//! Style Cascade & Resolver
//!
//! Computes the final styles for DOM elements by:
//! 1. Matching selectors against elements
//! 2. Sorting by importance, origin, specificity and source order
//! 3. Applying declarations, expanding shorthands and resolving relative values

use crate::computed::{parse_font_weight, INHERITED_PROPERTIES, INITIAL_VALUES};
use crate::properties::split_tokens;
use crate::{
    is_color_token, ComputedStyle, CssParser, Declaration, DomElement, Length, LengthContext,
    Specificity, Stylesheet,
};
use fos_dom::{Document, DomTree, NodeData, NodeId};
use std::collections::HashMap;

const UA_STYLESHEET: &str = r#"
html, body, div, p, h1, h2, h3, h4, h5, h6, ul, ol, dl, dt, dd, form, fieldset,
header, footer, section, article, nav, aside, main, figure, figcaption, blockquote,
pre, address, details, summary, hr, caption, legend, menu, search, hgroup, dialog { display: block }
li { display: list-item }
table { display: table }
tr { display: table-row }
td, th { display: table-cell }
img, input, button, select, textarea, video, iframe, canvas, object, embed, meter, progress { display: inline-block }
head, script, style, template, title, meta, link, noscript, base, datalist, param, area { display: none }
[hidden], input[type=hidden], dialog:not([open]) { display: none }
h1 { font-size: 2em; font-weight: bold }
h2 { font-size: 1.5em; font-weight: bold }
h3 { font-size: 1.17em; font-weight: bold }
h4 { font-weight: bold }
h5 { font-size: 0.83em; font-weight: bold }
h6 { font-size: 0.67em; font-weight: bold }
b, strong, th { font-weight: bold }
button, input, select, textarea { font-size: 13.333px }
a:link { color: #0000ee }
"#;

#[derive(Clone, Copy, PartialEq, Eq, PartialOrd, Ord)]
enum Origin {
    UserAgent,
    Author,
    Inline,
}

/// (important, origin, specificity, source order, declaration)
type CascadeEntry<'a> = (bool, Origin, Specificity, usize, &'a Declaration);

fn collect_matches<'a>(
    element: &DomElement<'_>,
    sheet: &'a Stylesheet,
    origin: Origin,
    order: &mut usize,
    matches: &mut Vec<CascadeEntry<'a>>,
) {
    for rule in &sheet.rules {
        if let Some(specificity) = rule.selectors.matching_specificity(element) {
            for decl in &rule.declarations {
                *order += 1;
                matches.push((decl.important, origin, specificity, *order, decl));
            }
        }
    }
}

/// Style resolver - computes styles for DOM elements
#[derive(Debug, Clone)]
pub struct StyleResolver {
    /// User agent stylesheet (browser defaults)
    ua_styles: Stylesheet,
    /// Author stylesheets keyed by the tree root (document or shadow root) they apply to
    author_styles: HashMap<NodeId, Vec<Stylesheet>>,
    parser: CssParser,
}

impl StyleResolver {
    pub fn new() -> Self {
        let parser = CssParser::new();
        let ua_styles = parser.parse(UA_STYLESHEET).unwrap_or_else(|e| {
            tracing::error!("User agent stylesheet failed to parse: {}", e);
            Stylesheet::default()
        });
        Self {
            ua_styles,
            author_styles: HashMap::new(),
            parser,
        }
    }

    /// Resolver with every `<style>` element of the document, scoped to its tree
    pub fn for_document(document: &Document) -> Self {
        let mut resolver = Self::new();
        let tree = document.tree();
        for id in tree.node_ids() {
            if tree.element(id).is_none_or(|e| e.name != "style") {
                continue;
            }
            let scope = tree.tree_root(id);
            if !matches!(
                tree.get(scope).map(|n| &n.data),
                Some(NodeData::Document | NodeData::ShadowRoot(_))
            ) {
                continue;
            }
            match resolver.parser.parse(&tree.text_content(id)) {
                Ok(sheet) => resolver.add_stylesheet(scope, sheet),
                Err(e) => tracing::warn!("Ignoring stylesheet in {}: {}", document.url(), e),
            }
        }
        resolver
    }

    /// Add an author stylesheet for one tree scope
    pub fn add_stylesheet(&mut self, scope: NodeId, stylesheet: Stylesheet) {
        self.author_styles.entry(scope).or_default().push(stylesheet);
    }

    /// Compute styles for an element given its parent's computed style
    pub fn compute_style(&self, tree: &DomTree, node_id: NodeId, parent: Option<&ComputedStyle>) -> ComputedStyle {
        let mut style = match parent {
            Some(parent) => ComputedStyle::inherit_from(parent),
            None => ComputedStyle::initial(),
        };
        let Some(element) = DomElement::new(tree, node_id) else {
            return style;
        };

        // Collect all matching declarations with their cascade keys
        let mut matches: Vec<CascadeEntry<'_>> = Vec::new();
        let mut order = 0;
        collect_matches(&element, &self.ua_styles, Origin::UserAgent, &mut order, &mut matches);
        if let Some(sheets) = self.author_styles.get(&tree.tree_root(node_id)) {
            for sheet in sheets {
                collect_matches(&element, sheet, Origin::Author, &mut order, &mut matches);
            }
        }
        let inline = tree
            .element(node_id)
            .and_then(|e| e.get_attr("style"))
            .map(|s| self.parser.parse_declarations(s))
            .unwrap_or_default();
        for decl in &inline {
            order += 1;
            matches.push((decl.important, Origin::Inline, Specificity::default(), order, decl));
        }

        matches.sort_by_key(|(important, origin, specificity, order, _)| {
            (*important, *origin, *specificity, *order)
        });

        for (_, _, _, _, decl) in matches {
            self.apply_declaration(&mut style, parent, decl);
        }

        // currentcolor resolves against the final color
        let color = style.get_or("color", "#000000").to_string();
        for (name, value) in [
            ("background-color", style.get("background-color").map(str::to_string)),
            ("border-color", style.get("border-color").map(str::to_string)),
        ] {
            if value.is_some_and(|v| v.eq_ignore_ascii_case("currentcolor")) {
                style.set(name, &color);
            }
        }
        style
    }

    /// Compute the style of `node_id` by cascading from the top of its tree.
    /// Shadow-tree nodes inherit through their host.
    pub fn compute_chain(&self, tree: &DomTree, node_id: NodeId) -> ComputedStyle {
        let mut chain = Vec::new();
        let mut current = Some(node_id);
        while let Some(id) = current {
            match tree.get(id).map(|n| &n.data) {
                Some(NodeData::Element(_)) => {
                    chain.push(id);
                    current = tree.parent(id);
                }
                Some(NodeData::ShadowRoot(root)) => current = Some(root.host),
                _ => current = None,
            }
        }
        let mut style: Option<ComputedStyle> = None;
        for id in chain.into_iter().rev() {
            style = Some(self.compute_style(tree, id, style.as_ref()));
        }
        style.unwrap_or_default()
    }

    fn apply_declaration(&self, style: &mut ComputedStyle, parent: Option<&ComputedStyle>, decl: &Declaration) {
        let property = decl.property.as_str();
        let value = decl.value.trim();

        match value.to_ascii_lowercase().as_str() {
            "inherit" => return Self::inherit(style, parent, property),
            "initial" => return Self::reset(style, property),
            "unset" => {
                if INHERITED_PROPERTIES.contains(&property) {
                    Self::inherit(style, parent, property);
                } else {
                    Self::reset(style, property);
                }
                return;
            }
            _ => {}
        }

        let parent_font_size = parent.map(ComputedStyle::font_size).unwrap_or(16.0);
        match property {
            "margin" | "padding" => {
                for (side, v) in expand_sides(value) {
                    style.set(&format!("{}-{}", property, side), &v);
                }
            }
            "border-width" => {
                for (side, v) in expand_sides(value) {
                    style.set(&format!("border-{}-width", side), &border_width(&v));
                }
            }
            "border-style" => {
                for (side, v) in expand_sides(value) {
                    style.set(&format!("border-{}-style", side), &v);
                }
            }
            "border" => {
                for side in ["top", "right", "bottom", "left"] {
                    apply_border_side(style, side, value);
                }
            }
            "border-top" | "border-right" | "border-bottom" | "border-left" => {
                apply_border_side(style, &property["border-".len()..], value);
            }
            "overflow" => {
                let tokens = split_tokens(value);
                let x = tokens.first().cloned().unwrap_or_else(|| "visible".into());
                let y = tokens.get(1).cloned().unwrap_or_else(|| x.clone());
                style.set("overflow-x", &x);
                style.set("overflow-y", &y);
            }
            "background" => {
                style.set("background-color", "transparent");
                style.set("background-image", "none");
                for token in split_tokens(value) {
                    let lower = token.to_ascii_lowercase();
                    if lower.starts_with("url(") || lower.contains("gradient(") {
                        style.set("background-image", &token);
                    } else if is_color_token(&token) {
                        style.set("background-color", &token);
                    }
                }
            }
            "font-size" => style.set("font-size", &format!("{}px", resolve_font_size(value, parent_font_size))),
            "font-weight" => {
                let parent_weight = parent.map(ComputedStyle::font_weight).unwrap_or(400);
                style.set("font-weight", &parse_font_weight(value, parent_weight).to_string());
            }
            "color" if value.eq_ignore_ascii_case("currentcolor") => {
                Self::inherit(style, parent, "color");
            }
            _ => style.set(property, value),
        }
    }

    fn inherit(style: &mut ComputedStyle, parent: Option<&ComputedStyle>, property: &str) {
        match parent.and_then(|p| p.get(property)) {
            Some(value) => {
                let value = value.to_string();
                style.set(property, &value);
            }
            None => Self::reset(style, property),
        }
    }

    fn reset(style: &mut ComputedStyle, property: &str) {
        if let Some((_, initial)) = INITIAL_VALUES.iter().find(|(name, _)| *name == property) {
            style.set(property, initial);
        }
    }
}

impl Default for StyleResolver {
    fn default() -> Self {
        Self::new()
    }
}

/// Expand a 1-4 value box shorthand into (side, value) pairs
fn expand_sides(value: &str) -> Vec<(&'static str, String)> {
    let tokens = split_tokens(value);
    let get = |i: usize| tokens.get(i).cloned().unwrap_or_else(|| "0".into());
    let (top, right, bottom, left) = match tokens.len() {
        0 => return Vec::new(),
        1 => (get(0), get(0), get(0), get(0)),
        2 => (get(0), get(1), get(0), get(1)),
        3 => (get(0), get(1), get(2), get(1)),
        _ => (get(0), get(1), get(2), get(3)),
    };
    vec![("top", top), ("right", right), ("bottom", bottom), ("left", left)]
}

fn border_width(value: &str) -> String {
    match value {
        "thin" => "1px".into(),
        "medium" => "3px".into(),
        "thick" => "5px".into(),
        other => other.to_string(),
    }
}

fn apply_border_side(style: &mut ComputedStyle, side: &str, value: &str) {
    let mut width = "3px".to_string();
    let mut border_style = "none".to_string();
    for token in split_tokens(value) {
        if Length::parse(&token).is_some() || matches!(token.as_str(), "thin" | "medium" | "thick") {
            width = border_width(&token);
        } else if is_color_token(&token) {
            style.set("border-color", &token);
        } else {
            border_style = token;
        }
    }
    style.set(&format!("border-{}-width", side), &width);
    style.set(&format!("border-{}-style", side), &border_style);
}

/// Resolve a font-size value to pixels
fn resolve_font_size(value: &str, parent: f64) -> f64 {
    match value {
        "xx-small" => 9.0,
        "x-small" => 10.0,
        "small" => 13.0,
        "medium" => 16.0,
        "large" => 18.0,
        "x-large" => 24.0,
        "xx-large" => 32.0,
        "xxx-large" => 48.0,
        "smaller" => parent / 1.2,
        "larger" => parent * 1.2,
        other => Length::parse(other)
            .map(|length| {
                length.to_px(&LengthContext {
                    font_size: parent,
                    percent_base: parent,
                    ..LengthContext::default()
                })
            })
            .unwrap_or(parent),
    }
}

[Directions for this task] Starting at the line above that contains "pub fn compute_chain(&self, tree: &DomTree, node_id: NodeId)", write out each line exactly until the line that contains "match tree.get(id).map(|n| &n.data)" has been written, and stop there.

[Response below]
    pub fn compute_chain(&self, tree: &DomTree, node_id: NodeId) -> ComputedStyle {
        let mut chain = Vec::new();
        let mut current = Some(node_id);
        while let Some(id) = current {
            match tree.get(id).map(|n| &n.data) {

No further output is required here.